Growing up, Burkum and her brother would take trips up from Oregon to visit their aunt in Seattle each summer. They went through a kind of “city camp.” Stumbo exposed her niece to Seattle’s art world, which inspired the future jewelry maker, tailor, and performer.

Burkum was 14 years old when, while walking to her aunt’s office at the Jewish Federation building, she was held at gunpoint by the shooter and ordered to let him into the building. She was still a teenager when she testified in court during the gunman’s trial.

After the trial, as her aunt found and developed the kind of advocacy she devoted herself to, Burkum had a difficult time finding her own way to process what had happened.

“That was something that I think made it a little hard for my aunt and I to come together about advocacy, while we both inspired each other,” Burkum said.
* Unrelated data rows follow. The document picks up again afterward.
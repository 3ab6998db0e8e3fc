//! Retry executor.
//!
//! Retry exists to absorb eventual-consistency windows, not to hide bugs: only
//! [`OperationError::Transient`] is retried. Assertion failures and unexpected
//! errors surface on their first occurrence.

use std::future::Future;
use std::sync::atomic::{AtomicU32, Ordering};
use std::sync::Arc;

use memocheck_core::{TimeProvider, TokioTimeProvider};

use crate::error::OperationError;

use super::policy::RetryPolicy;

/// Counters of what the executor did, shared between clones.
#[derive(Debug, Default)]
pub struct RetryStats {
    attempts: AtomicU32,
    retries: AtomicU32,
}

impl RetryStats {
    /// Total operation invocations.
    pub fn attempts(&self) -> u32 {
        self.attempts.load(Ordering::Relaxed)
    }

    /// Invocations that were retries of a transient failure.
    pub fn retries(&self) -> u32 {
        self.retries.load(Ordering::Relaxed)
    }
}

/// Runs operations under a [`RetryPolicy`].
#[derive(Debug, Clone)]
pub struct RetryExecutor<T: TimeProvider = TokioTimeProvider> {
    time: T,
    stats: Arc<RetryStats>,
}

impl Default for RetryExecutor<TokioTimeProvider> {
    fn default() -> Self {
        Self::new(TokioTimeProvider::new())
    }
}

impl<T: TimeProvider> RetryExecutor<T> {
    /// Create an executor sleeping through `time`.
    pub fn new(time: T) -> Self {
        Self {
            time,
            stats: Arc::new(RetryStats::default()),
        }
    }

    /// Counters accumulated by this executor and its clones.
    pub fn stats(&self) -> &RetryStats {
        &self.stats
    }

    /// Run `operation` under `policy`.
    ///
    /// The closure receives the 1-based attempt number. With retry disabled it
    /// runs exactly once. With retry enabled, transient failures are retried
    /// until `max_attempts` total attempts have run, then the last failure is
    /// returned unchanged.
    pub async fn execute<F, Fut, R>(
        &self,
        policy: &RetryPolicy,
        mut operation: F,
    ) -> Result<R, OperationError>
    where
        F: FnMut(u32) -> Fut,
        Fut: Future<Output = Result<R, OperationError>>,
    {
        let budget = policy.attempt_budget();
        let mut attempt = 1;
        loop {
            self.stats.attempts.fetch_add(1, Ordering::Relaxed);
            tracing::debug!("Attempt {}/{}", attempt, budget);

            let err = match operation(attempt).await {
                Ok(value) => return Ok(value),
                Err(err) => err,
            };

            if !policy.enabled() || !err.is_transient() {
                return Err(err);
            }
            if attempt >= budget {
                tracing::error!("Retry budget of {} attempt(s) exhausted: {}", budget, err);
                return Err(err);
            }

            let delay = policy.backoff().delay(attempt);
            tracing::warn!(
                "Attempt {}/{} failed transiently ({}), retrying in {:?}",
                attempt,
                budget,
                err,
                delay
            );
            if !delay.is_zero() {
                self.time.sleep(delay).await;
            }
            self.stats.retries.fetch_add(1, Ordering::Relaxed);
            attempt += 1;
        }
    }
}
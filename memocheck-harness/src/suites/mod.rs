//! Built-in behavior suites.
//!
//! - `user` - put/get through one or several stable nodes (needs clients)
//! - `reachability` - stable nodes answer probes (any launcher)

pub mod reachability;
pub mod user;

pub use reachability::ReachabilitySuite;
pub use user::UserSuite;
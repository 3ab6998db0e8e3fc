//! Retry policy values.

use std::time::Duration;

use crate::error::{HarnessError, HarnessResult};

/// Delay between retry attempts.
#[derive(Clone, Copy, Debug, PartialEq)]
pub enum Backoff {
    /// Retry immediately.
    None,
    /// Constant delay between attempts.
    Fixed(Duration),
    /// Doubling delay starting at `initial`, capped at `max`.
    Exponential {
        /// Delay after the first failed attempt.
        initial: Duration,
        /// Upper bound on any single delay.
        max: Duration,
        /// Add up to a quarter of the delay as random jitter, still capped
        /// at `max`.
        jitter: bool,
    },
}

impl Backoff {
    /// Delay to wait after `failed_attempt` (1-based) before the next one.
    pub fn delay(&self, failed_attempt: u32) -> Duration {
        match *self {
            Backoff::None => Duration::ZERO,
            Backoff::Fixed(delay) => delay,
            Backoff::Exponential {
                initial,
                max,
                jitter,
            } => {
                let shift = failed_attempt.saturating_sub(1).min(31);
                let base = initial.saturating_mul(1u32 << shift).min(max);
                if jitter {
                    let quarter = base.as_millis() as u64 / 4;
                    let extra = rand::random_range(0..=quarter);
                    (base + Duration::from_millis(extra)).min(max)
                } else {
                    base
                }
            }
        }
    }
}

/// How an operation is retried when it fails transiently.
///
/// A plain value, threaded into every operation call. Nothing mutates it once
/// a test case begins.
#[derive(Clone, Debug, PartialEq)]
pub struct RetryPolicy {
    enabled: bool,
    max_attempts: u32,
    backoff: Backoff,
}

impl Default for RetryPolicy {
    fn default() -> Self {
        Self::disabled()
    }
}

impl RetryPolicy {
    /// Create a policy. `max_attempts` counts the first attempt and must be ≥ 1.
    pub fn new(enabled: bool, max_attempts: u32, backoff: Backoff) -> HarnessResult<Self> {
        if max_attempts == 0 {
            return Err(HarnessError::Config(
                "retry max_attempts must be at least 1".to_string(),
            ));
        }
        Ok(Self {
            enabled,
            max_attempts,
            backoff,
        })
    }

    /// Run every operation exactly once.
    pub fn disabled() -> Self {
        Self {
            enabled: false,
            max_attempts: 1,
            backoff: Backoff::None,
        }
    }

    /// Retry transient failures up to `max_attempts` total attempts with a
    /// fixed 100ms delay. Zero attempts is clamped to one.
    pub fn eventual(max_attempts: u32) -> Self {
        Self {
            enabled: true,
            max_attempts: max_attempts.max(1),
            backoff: Backoff::Fixed(Duration::from_millis(100)),
        }
    }

    /// Same policy with a different backoff.
    pub fn with_backoff(mut self, backoff: Backoff) -> Self {
        self.backoff = backoff;
        self
    }

    /// Whether retries happen at all.
    pub fn enabled(&self) -> bool {
        self.enabled
    }

    /// Total attempts allowed, first one included.
    pub fn max_attempts(&self) -> u32 {
        self.max_attempts
    }

    /// Delay strategy between attempts.
    pub fn backoff(&self) -> Backoff {
        self.backoff
    }

    /// Attempts the executor will actually make at most.
    pub fn attempt_budget(&self) -> u32 {
        if self.enabled {
            self.max_attempts
        } else {
            1
        }
    }
}

#[cfg(test)]
mod tests {
    use super::*;

    #[test]
    fn test_zero_attempts_rejected() {
        assert!(matches!(
            RetryPolicy::new(true, 0, Backoff::None),
            Err(HarnessError::Config(_))
        ));
    }

    #[test]
    fn test_disabled_budget_is_one() {
        let policy = RetryPolicy::new(false, 5, Backoff::None).expect("valid");
        assert_eq!(policy.attempt_budget(), 1);
        assert_eq!(RetryPolicy::eventual(5).attempt_budget(), 5);
    }

    #[test]
    fn test_exponential_backoff_doubles_and_caps() {
        let backoff = Backoff::Exponential {
            initial: Duration::from_millis(100),
            max: Duration::from_millis(500),
            jitter: false,
        };
        assert_eq!(backoff.delay(1), Duration::from_millis(100));
        assert_eq!(backoff.delay(2), Duration::from_millis(200));
        assert_eq!(backoff.delay(3), Duration::from_millis(400));
        assert_eq!(backoff.delay(4), Duration::from_millis(500));
        assert_eq!(backoff.delay(60), Duration::from_millis(500));
    }

    #[test]
    fn test_jitter_stays_within_quarter() {
        let backoff = Backoff::Exponential {
            initial: Duration::from_millis(400),
            max: Duration::from_secs(1),
            jitter: true,
        };
        for _ in 0..50 {
            let d = backoff.delay(1);
            assert!(d >= Duration::from_millis(400) && d <= Duration::from_millis(500));
        }
    }

    #[test]
    fn test_jitter_never_exceeds_max() {
        let backoff = Backoff::Exponential {
            initial: Duration::from_millis(400),
            max: Duration::from_millis(450),
            jitter: true,
        };
        for attempt in 1..=5 {
            for _ in 0..20 {
                let d = backoff.delay(attempt);
                assert!(d >= Duration::from_millis(400), "{d:?}");
                assert!(d <= Duration::from_millis(450), "{d:?}");
            }
        }
    }
}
It was hard to be involved in the same kind advocacy work her aunt did because of a “lack of care” for victims within the field, Burkum said. At the time, most resources for gun violence were geared toward veterans, she said. Rehashing the shooting at speaking engagements, in high school, and in scholarship essays was not helpful to Burkum.
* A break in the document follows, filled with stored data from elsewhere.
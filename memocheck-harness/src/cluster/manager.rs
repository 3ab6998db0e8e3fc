//! Cluster start/stop.
//!
//! `start(n)` spawns all nodes concurrently and joins them behind a readiness
//! barrier. Any node that fails to spawn or become ready fails the whole start,
//! and every node spawned so far is stopped before the error is returned.
//! `stop` terminates every node concurrently, best effort, and is idempotent.

use std::collections::HashSet;
use std::panic::AssertUnwindSafe;
use std::sync::atomic::{AtomicU64, Ordering};
use std::sync::Arc;

use futures::future::{join_all, BoxFuture};
use futures::FutureExt;
use memocheck_core::{ClusterId, NodeLauncher, NodeSpec, NodeState};
use tokio::time::{timeout, timeout_at, Instant};
use tracing::instrument;

use crate::error::{StartupError, TeardownError};

use super::{Cluster, ClusterConfig, Node};

/// Warnings collected while stopping a cluster.
#[derive(Debug, Clone, Default, PartialEq, Eq)]
pub struct TeardownReport {
    /// Nodes terminated cleanly.
    pub stopped: usize,
    /// Nodes that did not stop cleanly.
    pub errors: Vec<TeardownError>,
}

impl TeardownReport {
    /// Whether every node stopped cleanly.
    pub fn is_clean(&self) -> bool {
        self.errors.is_empty()
    }

    /// Fold another report into this one.
    pub fn merge(&mut self, other: TeardownReport) {
        self.stopped += other.stopped;
        self.errors.extend(other.errors);
    }
}

/// Result of launching one node: the node, or the error plus whatever was
/// spawned and now needs cleaning up.
type LaunchOutcome = Result<Node, (Option<Node>, StartupError)>;

/// Starts and stops clusters through a [`NodeLauncher`].
#[derive(Clone)]
pub struct ClusterManager {
    launcher: Arc<dyn NodeLauncher>,
    config: ClusterConfig,
}

impl std::fmt::Debug for ClusterManager {
    fn fmt(&self, f: &mut std::fmt::Formatter<'_>) -> std::fmt::Result {
        f.debug_struct("ClusterManager")
            .field("launcher", &self.launcher.name())
            .field("config", &self.config)
            .finish()
    }
}

impl ClusterManager {
    /// Create a manager spawning nodes through `launcher`.
    pub fn new(launcher: Arc<dyn NodeLauncher>, config: ClusterConfig) -> Self {
        Self { launcher, config }
    }

    /// The launcher nodes are spawned through.
    pub fn launcher(&self) -> &Arc<dyn NodeLauncher> {
        &self.launcher
    }

    /// Timeouts in use.
    pub fn config(&self) -> &ClusterConfig {
        &self.config
    }

    /// Start `n` nodes and wait until all of them are ready.
    ///
    /// Never returns a partial cluster: on failure every spawned node has been
    /// stopped before the error is returned.
    #[instrument(skip_all, fields(launcher = self.launcher.name(), nodes = n))]
    pub async fn start(&self, n: usize) -> Result<Cluster, StartupError> {
        if n == 0 {
            return Err(StartupError::InvalidSize { requested: 0 });
        }

        let cluster_id = ClusterId::random();
        let deadline = Instant::now() + self.config.start_timeout;
        let ready_order = AtomicU64::new(0);

        tracing::debug!("Starting cluster {} with {} node(s)", cluster_id, n);

        let launches = (0..n).map(|index| {
            self.launch_node(NodeSpec::new(cluster_id, index as u32), deadline, &ready_order)
        });
        let outcomes: Vec<LaunchOutcome> = join_all(launches).await;

        let mut nodes = Vec::with_capacity(n);
        let mut first_error: Option<StartupError> = None;
        for outcome in outcomes {
            match outcome {
                Ok(node) => nodes.push(node),
                Err((spawned, err)) => {
                    tracing::error!("Cluster {} startup failure: {}", cluster_id, err);
                    if first_error.is_none() {
                        first_error = Some(err);
                    }
                    nodes.extend(spawned);
                }
            }
        }

        if first_error.is_none() {
            first_error = duplicate_address(&nodes);
        }

        let mut cluster = Cluster::new(cluster_id, nodes);
        match first_error {
            None => {
                tracing::info!("Cluster {} ready with {} node(s)", cluster_id, n);
                Ok(cluster)
            }
            Some(err) => {
                tracing::warn!(
                    "Tearing down {} partially started node(s) of cluster {}",
                    cluster.size(),
                    cluster_id
                );
                let report = self.stop(&mut cluster).await;
                for teardown_err in &report.errors {
                    tracing::warn!("{}", teardown_err);
                }
                Err(err)
            }
        }
    }

    /// Spawn one node and wait for it to become ready.
    async fn launch_node(
        &self,
        spec: NodeSpec,
        deadline: Instant,
        ready_order: &AtomicU64,
    ) -> LaunchOutcome {
        let index = spec.index;
        let start_timeout = self.config.start_timeout;

        let process = match timeout_at(deadline, self.launcher.spawn(spec)).await {
            Ok(Ok(process)) => process,
            Ok(Err(source)) => return Err((None, StartupError::Spawn { index, source })),
            Err(_) => {
                return Err((
                    None,
                    StartupError::Timeout {
                        index,
                        timeout: start_timeout,
                    },
                ))
            }
        };

        let mut node = Node::starting(spec.node_id(), process);
        tracing::debug!("Node {} spawned at {}", node.id(), node.address());

        let ready_deadline = deadline.min(Instant::now() + self.config.ready_timeout);
        let ready = timeout_at(ready_deadline, node.process_mut().wait_ready()).await;
        match ready {
            Ok(Ok(())) => {
                let seq = ready_order.fetch_add(1, Ordering::SeqCst);
                node.mark_ready(seq);
                tracing::debug!("Node {} ready (seq {})", node.id(), seq);
                Ok(node)
            }
            Ok(Err(source)) => {
                node.set_state(NodeState::Failed);
                Err((Some(node), StartupError::NotReady { index, source }))
            }
            Err(_) if ready_deadline < deadline => Err((
                Some(node),
                StartupError::ReadyTimeout {
                    index,
                    timeout: self.config.ready_timeout,
                },
            )),
            Err(_) => Err((
                Some(node),
                StartupError::Timeout {
                    index,
                    timeout: start_timeout,
                },
            )),
        }
    }

    /// Terminate every node of the cluster.
    ///
    /// Best effort: a node that fails to stop is killed, recorded in the
    /// report, and does not keep the others from being stopped. Calling this
    /// on an already stopped cluster is a no-op.
    #[instrument(skip_all, fields(cluster = %cluster.id()))]
    pub async fn stop(&self, cluster: &mut Cluster) -> TeardownReport {
        if cluster.is_stopped() {
            tracing::debug!("Cluster {} already stopped", cluster.id());
            return TeardownReport::default();
        }

        let stop_timeout = self.config.stop_timeout;
        let results = join_all(cluster.nodes_mut().iter_mut().map(|node| async move {
            if node.state() == NodeState::Stopped {
                return Ok(false);
            }
            let reason = match timeout(stop_timeout, node.process_mut().terminate()).await {
                Ok(Ok(())) => None,
                Ok(Err(err)) => Some(err.to_string()),
                Err(_) => Some(format!("terminate timed out after {stop_timeout:?}")),
            };
            match reason {
                None => {
                    node.set_state(NodeState::Stopped);
                    tracing::debug!("Node {} stopped", node.id());
                    Ok(true)
                }
                Some(reason) => {
                    node.process_mut().kill_now();
                    node.set_state(NodeState::Failed);
                    Err(TeardownError {
                        node: node.id(),
                        address: node.address().to_string(),
                        reason,
                    })
                }
            }
        }))
        .await;
        cluster.mark_stopped();

        let mut report = TeardownReport::default();
        for result in results {
            match result {
                Ok(true) => report.stopped += 1,
                Ok(false) => {}
                Err(err) => {
                    tracing::warn!("{}", err);
                    report.errors.push(err);
                }
            }
        }
        tracing::info!(
            "Cluster {} stopped ({} clean, {} warning(s))",
            cluster.id(),
            report.stopped,
            report.errors.len()
        );
        report
    }

    /// Start a cluster, run `body` against it, and stop it on every exit path.
    ///
    /// A panic inside `body` still stops the cluster before it is resumed.
    pub async fn with_cluster<T, F>(
        &self,
        n: usize,
        body: F,
    ) -> Result<(T, TeardownReport), StartupError>
    where
        F: for<'a> FnOnce(&'a Cluster) -> BoxFuture<'a, T>,
    {
        let mut cluster = self.start(n).await?;
        let result = AssertUnwindSafe(body(&cluster)).catch_unwind().await;
        let report = self.stop(&mut cluster).await;
        match result {
            Ok(value) => Ok((value, report)),
            Err(panic) => std::panic::resume_unwind(panic),
        }
    }
}

fn duplicate_address(nodes: &[Node]) -> Option<StartupError> {
    let mut seen = HashSet::with_capacity(nodes.len());
    nodes
        .iter()
        .find(|n| !seen.insert(n.address()))
        .map(|n| StartupError::DuplicateAddress {
            address: n.address().to_string(),
        })
}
“There’s a lot of systemic things that really wanted me to be a showcase for how someone could withstand trauma and be OK, and I didn’t want to do that in advocacy,” Burkum said.

As she got older, Burkum found her own ways to support survivors that healed her mind and body. Today, Burkum works as a fashion designer living openly with Dissociative Identity Disorder, and she designs clothing for people with sensory sensitivities.

“I’m fighting for my peace,” Burkum said. “I haven’t found peace, and I want it. I deserve it. That’s truly so much of the purpose driving [what] I have.”

A new life, again

After her sister’s cancer diagnosis, Lauren Stumbo Burkum said Cheryl put together a bucket list.

Some of those items on the list were ticked off. The sisters traveled to Scotland together, inspired by Cheryl’s love for the sweeping historical fantasy book series “Outlander.” She rode a horse, met the journalist Nicholas Kristof, and only drank wine from bottles that cost $20 or more.

Lauren said staff members at the Fred Hutchinson Cancer Center and UW Medical Center told her sister she had the best attitude of any patient.

“So many people had told me I was going to die,” Cheryl Stumbo said. “I’m not going to act like it.”